Stored data:
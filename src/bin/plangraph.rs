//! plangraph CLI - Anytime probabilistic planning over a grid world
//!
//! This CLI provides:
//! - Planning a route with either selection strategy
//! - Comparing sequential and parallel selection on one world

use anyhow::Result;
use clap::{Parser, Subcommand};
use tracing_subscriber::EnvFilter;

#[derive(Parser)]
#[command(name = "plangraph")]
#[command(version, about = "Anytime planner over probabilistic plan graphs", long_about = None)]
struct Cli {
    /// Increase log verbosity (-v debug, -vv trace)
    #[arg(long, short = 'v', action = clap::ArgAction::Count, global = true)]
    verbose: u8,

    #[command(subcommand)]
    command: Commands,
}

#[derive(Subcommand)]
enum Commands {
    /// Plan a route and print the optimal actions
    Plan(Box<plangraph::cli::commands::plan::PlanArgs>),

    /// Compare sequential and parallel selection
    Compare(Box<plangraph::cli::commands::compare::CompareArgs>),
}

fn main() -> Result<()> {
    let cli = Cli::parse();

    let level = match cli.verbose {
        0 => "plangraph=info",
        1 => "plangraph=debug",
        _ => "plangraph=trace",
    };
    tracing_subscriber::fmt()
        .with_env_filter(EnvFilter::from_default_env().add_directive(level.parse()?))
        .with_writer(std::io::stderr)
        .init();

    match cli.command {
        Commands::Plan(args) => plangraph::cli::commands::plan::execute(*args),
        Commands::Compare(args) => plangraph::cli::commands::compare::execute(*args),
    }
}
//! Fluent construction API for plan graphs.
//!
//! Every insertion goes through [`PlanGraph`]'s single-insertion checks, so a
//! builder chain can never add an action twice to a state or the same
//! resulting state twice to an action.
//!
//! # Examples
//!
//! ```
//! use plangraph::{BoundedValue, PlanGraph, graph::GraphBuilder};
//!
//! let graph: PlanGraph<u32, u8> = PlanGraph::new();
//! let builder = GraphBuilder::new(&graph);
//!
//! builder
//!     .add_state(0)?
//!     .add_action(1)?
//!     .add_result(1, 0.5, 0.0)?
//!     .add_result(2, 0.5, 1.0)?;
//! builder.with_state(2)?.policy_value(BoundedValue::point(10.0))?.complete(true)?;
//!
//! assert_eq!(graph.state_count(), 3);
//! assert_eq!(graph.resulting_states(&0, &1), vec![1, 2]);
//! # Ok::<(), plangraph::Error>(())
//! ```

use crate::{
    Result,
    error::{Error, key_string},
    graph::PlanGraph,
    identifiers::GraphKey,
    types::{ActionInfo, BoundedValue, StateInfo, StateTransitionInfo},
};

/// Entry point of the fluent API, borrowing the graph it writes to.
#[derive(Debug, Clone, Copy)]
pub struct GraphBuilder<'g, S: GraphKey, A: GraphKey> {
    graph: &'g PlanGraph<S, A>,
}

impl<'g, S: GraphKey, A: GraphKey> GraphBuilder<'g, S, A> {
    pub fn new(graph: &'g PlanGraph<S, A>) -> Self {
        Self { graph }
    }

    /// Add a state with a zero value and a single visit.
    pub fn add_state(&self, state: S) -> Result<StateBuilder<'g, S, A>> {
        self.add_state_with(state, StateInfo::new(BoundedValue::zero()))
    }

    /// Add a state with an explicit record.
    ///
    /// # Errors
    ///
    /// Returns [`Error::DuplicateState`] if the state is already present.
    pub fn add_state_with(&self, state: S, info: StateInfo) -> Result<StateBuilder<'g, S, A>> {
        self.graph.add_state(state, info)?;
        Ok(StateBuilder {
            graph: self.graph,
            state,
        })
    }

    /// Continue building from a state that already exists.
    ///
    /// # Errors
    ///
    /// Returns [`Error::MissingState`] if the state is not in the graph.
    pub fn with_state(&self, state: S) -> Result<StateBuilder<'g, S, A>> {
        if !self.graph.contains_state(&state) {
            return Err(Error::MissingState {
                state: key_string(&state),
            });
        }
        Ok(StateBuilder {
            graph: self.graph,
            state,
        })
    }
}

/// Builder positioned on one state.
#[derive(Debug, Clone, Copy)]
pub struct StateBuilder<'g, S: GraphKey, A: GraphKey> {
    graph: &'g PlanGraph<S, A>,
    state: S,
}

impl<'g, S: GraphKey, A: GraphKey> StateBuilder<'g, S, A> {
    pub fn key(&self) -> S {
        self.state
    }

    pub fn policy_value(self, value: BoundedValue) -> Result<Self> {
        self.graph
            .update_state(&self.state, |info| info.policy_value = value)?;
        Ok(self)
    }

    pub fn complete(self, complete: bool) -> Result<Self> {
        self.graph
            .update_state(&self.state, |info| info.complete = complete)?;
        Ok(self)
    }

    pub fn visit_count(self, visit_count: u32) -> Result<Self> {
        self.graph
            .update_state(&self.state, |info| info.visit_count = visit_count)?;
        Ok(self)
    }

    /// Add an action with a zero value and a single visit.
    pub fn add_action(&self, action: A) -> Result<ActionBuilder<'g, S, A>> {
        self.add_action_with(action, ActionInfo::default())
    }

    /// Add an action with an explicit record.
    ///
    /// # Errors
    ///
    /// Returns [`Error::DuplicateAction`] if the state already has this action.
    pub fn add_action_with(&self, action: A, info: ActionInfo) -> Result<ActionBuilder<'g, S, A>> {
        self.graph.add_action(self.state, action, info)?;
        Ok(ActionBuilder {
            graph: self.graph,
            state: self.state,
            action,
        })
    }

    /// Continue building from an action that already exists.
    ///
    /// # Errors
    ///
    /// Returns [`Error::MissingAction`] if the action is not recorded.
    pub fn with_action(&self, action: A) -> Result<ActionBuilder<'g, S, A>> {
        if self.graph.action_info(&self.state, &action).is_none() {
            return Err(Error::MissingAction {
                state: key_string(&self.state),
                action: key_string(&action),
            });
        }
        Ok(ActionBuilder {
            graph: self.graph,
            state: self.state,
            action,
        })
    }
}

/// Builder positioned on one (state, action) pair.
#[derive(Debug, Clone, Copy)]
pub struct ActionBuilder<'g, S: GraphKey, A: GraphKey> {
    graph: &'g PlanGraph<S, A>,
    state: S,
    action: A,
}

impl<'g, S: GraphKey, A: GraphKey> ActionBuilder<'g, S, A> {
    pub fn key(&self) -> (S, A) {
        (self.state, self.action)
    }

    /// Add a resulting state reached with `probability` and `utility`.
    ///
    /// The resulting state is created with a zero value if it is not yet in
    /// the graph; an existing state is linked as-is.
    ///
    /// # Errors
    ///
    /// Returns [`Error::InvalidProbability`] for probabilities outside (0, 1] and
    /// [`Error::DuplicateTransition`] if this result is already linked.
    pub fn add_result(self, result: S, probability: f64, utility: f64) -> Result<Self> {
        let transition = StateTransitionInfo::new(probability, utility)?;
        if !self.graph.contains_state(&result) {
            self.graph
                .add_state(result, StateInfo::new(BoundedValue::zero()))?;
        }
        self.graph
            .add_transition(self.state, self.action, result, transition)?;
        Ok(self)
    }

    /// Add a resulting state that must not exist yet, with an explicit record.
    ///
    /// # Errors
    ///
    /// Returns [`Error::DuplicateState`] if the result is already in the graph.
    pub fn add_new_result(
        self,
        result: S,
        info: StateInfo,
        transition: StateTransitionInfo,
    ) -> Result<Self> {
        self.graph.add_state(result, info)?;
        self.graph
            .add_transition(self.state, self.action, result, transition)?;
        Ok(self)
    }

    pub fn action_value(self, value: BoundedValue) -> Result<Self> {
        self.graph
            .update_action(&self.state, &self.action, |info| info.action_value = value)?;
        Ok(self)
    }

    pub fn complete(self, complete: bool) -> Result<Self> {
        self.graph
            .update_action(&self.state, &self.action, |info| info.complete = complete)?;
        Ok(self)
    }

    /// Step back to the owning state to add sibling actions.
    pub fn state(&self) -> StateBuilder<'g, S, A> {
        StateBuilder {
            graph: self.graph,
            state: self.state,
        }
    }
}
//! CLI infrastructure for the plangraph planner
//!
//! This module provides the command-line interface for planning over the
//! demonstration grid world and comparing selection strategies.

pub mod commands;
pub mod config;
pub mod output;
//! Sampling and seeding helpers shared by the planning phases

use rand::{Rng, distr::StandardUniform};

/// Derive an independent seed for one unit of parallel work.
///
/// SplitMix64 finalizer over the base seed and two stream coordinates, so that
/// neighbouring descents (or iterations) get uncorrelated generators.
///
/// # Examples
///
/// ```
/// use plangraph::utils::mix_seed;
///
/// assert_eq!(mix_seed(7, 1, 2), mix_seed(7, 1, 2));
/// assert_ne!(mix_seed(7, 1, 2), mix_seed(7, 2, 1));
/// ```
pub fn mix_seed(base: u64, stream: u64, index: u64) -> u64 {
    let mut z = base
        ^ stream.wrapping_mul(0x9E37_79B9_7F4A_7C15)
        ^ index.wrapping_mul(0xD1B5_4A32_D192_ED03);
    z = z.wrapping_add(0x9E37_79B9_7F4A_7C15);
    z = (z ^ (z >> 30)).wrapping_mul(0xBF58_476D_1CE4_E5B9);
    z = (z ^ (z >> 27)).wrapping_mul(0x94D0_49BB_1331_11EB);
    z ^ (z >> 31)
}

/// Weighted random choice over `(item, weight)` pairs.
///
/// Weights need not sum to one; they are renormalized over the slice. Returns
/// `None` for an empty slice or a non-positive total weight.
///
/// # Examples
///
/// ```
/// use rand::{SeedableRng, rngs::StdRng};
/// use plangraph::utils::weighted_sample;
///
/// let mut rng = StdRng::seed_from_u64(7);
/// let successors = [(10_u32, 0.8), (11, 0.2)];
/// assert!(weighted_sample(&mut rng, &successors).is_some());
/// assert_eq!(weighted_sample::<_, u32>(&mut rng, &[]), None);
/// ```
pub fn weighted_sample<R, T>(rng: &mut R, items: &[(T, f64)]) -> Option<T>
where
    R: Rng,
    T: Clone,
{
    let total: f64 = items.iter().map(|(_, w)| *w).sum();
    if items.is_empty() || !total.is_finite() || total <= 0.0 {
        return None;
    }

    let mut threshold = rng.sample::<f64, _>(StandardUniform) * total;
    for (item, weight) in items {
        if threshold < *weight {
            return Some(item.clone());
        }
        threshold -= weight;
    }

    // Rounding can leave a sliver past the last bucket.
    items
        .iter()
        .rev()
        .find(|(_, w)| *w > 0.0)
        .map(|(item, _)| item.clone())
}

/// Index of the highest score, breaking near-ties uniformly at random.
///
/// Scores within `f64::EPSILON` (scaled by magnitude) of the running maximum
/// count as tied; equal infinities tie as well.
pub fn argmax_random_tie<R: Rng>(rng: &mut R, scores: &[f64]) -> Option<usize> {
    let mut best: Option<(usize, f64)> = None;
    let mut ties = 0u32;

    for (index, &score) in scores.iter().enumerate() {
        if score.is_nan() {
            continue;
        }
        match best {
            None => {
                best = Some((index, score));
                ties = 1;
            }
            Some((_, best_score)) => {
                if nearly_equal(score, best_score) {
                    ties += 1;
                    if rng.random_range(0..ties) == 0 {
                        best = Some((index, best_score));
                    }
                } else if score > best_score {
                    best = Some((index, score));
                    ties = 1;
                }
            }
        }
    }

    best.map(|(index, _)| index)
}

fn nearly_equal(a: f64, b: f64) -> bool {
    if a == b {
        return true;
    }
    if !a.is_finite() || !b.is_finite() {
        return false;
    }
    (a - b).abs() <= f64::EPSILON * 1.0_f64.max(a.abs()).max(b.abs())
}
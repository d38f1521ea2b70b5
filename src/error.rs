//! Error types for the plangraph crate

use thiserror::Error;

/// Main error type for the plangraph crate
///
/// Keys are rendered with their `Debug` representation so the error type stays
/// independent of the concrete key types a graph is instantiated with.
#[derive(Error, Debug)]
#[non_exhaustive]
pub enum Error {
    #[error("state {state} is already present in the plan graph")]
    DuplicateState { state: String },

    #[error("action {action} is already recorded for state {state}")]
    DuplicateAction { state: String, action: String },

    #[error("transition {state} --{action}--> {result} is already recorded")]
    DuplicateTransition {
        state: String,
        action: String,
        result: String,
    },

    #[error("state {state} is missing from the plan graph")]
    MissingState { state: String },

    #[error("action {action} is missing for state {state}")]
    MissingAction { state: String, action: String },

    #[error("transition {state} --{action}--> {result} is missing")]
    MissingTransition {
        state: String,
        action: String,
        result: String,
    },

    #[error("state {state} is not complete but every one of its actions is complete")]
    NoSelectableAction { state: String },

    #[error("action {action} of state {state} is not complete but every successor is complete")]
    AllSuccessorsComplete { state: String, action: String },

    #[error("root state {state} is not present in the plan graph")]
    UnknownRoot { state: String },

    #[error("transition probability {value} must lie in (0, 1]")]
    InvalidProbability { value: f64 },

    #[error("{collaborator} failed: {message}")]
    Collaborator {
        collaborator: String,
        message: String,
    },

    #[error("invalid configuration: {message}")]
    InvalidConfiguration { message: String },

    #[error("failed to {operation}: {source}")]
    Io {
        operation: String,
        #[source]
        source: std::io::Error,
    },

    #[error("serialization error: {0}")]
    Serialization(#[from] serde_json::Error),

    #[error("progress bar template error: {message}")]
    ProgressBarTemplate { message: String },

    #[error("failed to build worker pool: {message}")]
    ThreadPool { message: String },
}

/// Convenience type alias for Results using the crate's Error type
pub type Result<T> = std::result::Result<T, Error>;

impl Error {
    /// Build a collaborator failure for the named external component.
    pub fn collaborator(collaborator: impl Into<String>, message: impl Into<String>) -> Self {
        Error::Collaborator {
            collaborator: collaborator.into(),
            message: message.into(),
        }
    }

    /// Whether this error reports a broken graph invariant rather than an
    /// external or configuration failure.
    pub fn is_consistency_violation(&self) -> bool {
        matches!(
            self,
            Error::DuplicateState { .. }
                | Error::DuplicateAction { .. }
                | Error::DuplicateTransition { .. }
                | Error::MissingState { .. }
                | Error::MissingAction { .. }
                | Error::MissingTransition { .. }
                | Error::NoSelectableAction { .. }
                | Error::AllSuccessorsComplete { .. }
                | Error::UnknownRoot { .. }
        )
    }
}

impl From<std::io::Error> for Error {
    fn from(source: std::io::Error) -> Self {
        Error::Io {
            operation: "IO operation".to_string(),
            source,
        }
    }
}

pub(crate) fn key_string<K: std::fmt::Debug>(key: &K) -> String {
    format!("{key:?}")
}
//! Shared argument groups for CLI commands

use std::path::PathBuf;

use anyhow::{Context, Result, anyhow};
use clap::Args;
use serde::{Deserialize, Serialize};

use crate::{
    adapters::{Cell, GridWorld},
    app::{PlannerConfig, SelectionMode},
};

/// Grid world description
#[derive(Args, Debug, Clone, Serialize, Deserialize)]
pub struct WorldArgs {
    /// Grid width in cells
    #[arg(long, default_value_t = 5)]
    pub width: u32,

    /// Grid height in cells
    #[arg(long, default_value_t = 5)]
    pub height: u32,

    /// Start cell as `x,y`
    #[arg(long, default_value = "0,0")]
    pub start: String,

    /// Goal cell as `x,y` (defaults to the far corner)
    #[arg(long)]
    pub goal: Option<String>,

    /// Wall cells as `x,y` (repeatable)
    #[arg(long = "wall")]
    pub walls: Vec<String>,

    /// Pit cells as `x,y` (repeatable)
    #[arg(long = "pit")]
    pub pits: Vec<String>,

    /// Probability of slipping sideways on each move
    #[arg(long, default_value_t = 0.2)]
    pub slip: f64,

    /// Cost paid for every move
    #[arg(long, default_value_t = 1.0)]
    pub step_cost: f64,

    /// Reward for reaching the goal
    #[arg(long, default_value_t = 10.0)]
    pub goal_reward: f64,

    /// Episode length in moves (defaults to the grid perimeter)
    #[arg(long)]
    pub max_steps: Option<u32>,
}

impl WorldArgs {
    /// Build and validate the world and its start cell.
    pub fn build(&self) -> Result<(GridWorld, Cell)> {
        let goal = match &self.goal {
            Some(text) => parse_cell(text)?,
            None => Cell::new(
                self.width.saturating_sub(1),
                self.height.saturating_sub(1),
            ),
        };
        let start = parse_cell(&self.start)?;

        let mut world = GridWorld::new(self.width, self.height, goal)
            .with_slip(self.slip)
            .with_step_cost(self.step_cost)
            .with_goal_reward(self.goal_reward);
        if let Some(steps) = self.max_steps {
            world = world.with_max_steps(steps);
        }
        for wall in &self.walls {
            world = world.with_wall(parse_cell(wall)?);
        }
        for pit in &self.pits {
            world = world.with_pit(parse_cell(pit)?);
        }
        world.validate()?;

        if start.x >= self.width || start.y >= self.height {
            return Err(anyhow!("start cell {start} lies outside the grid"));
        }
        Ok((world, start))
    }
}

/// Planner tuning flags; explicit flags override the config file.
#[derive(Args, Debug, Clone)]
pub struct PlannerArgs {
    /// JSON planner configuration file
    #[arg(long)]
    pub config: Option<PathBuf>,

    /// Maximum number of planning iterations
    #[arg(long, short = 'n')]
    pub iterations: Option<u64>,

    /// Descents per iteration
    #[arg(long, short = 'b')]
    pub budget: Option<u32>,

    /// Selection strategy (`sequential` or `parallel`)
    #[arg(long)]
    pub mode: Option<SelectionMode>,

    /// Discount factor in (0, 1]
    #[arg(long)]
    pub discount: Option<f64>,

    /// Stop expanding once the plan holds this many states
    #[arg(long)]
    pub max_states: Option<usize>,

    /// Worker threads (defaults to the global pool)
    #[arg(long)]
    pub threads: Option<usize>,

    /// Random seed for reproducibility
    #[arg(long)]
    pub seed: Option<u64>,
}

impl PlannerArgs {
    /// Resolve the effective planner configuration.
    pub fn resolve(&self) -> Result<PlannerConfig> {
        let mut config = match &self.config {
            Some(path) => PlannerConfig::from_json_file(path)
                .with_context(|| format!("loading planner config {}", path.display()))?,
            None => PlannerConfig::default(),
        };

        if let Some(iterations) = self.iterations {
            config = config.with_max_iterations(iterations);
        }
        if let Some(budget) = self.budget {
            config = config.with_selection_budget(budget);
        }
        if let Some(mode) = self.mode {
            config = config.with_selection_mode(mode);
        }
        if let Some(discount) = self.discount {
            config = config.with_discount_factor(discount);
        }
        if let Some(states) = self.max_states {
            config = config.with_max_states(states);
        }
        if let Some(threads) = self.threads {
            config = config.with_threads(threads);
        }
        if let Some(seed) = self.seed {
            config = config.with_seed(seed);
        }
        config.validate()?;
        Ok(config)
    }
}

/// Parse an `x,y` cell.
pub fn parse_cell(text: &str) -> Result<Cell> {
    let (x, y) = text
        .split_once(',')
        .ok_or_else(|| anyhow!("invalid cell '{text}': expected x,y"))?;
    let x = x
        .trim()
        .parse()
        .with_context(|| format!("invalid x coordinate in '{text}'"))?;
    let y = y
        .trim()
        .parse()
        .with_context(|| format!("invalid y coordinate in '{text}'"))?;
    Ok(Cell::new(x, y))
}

→ DIRECTIONS: Which of the lines in the data contain the string "ActionInfo"? Return each one.

→ OUTPUT FOR THIS TASK:
    types::{ActionInfo, BoundedValue, StateInfo, StateTransitionInfo},
        self.add_action_with(action, ActionInfo::default())
    pub fn add_action_with(&self, action: A, info: ActionInfo) -> Result<ActionBuilder<'g, S, A>> {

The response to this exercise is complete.